Our very first such national encampment
took place at the Harris Farm two miles north of Bangor, MI. in 1883. It seems
that Sebastian Michels handled the dining details, managing the food
preparation, which they offered family style to any and all, for a free will
offering.
That year saw Emma Miller of Battle Creek
receive her sight in a dramatic healing, that we still talk about. Camp Meeting
in West Michigan became a journey that has now celebrated more than 120
summers.
The year 1884 saw campers travel hundreds
of miles to attend the Bangor Camp Meeting. One brother walked 170 miles.

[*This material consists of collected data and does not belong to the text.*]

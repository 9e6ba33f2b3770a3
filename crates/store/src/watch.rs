use std::sync::Arc;
use std::time::{Duration, Instant, SystemTime};

use gatewarden_common::config::WatchConfig;
use tracing::{debug, info, warn};

use crate::store::{ConfigStore, ReloadOutcome};

/// Spawn a background thread that watches the policy source for change.
///
/// Detection is edge-triggered on the source's modified stamp and
/// debounced: each observed change pushes the apply deadline forward, so a
/// burst of rapid writes collapses into a single validate-and-apply cycle
/// once the source has been quiet for the debounce window.
pub fn start_watch_task(store: Arc<ConfigStore>, config: &WatchConfig) {
    let poll = Duration::from_millis(config.poll_ms.max(10));
    let debounce = Duration::from_millis(config.debounce_ms);

    std::thread::Builder::new()
        .name("policy-watch".into())
        .spawn(move || {
            let mut last_seen = store.source_modified();
            let mut quiet_since: Option<Instant> = None;
            loop {
                std::thread::sleep(poll);
                tick(&store, &mut last_seen, &mut quiet_since, debounce);
            }
        })
        .expect("failed to spawn policy watch thread");
}

/// One poll iteration, split out so the debounce logic is testable
/// without a thread.
pub(crate) fn tick(
    store: &ConfigStore,
    last_seen: &mut Option<SystemTime>,
    quiet_since: &mut Option<Instant>,
    debounce: Duration,
) {
    let stamp = store.source_modified();
    if stamp != *last_seen {
        *last_seen = stamp;
        *quiet_since = Some(Instant::now());
        debug!("policy source changed; debouncing");
        return;
    }

    if let Some(since) = *quiet_since {
        if since.elapsed() >= debounce {
            *quiet_since = None;
            match store.reload() {
                ReloadOutcome::Applied { version } => {
                    info!(version, "watched policy change applied");
                }
                ReloadOutcome::Unchanged => {
                    debug!("watched policy change was a no-op");
                }
                ReloadOutcome::Rejected { errors } => {
                    warn!(problems = errors.len(), "watched policy change rejected");
                }
                ReloadOutcome::Failed { error } => {
                    warn!(%error, "watched policy change could not be read");
                }
            }
        }
    }
}

#[cfg(test)]
mod tests {
    use super::*;
    use crate::source::MemorySource;
    use gatewarden_common::{MatchCriteria, Policy};

    fn policy(id: &str) -> Policy {
        Policy {
            id: id.to_string(),
            criteria: MatchCriteria {
                tier: Some("free".to_string()),
                ..Default::default()
            },
            limit: 10,
            window_secs: 60,
            priority: 0,
        }
    }

    #[test]
    fn burst_of_changes_applies_once() {
        let source = Arc::new(MemorySource::new(vec![policy("a")]));
        let store = ConfigStore::new(Box::new(Arc::clone(&source)), 5);
        store.reload();

        let debounce = Duration::from_millis(20);
        let mut last_seen = store.source_modified();
        let mut quiet_since = None;

        // Three rapid writes, each observed by a poll tick: the deadline
        // keeps moving, nothing applies yet.
        for round in 0..3 {
            std::thread::sleep(Duration::from_millis(3));
            let mut policies = vec![policy("a")];
            policies[0].limit = 20 + round;
            source.set(policies);
            tick(&store, &mut last_seen, &mut quiet_since, debounce);
            assert!(quiet_since.is_some());
            assert_eq!(store.current().version, 1);
        }

        // Quiet period elapses: exactly one new version.
        std::thread::sleep(debounce + Duration::from_millis(5));
        tick(&store, &mut last_seen, &mut quiet_since, debounce);
        assert_eq!(store.current().version, 2);
        assert_eq!(store.current().policies[0].limit, 22);
        assert!(quiet_since.is_none());

        // No further change, no further reload.
        std::thread::sleep(debounce + Duration::from_millis(5));
        tick(&store, &mut last_seen, &mut quiet_since, debounce);
        assert_eq!(store.current().version, 2);
    }

    #[test]
    fn unchanged_stamp_never_triggers() {
        let source = Arc::new(MemorySource::new(vec![policy("a")]));
        let store = ConfigStore::new(Box::new(source), 5);
        store.reload();

        let mut last_seen = store.source_modified();
        let mut quiet_since = None;
        for _ in 0..5 {
            tick(
                &store,
                &mut last_seen,
                &mut quiet_since,
                Duration::from_millis(1),
            );
        }
        assert_eq!(store.current().version, 1);
        assert!(quiet_since.is_none());
    }
}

Reports from 1885 suggest that 200-300 people met, erected 19 tents, and experienced
220 consecrations. Remember, this was a “holiness camp meeting,” thus, reports
included 200 people sanctified.
By 1890, thousands were driving in. This
required a tabernacle, a large tent, and two other lo-cations, to conduct
simultaneous services to accom-modate the people. Church of God families have since that time
continued to sing, worship, pray and play at a growing number of camp meetings.
By 1895, the Gospel Trumpet was reporting a growing number of defined camp
meetings, assemblies, and fellowship
events.
My earliest camp meeting recollections began with “going to Grand
Junction” for preaching services. After Sunday morning preaching, my parents
spread a blanket on the grassy slopes adjacent to what is now the camp
cemetery--site of D. S. Warner’s grave.
There, a few hundred yards west of the
current tabernacle, we joined other families in Sunday dinners, picnic style.
Spending the day on the grounds, we walked and talked with gifted preachers and
leaders from across the Movement.
O. L. Yerty lived in the area of Cass
County--a man noted across the church for an extraordinary gift of healing.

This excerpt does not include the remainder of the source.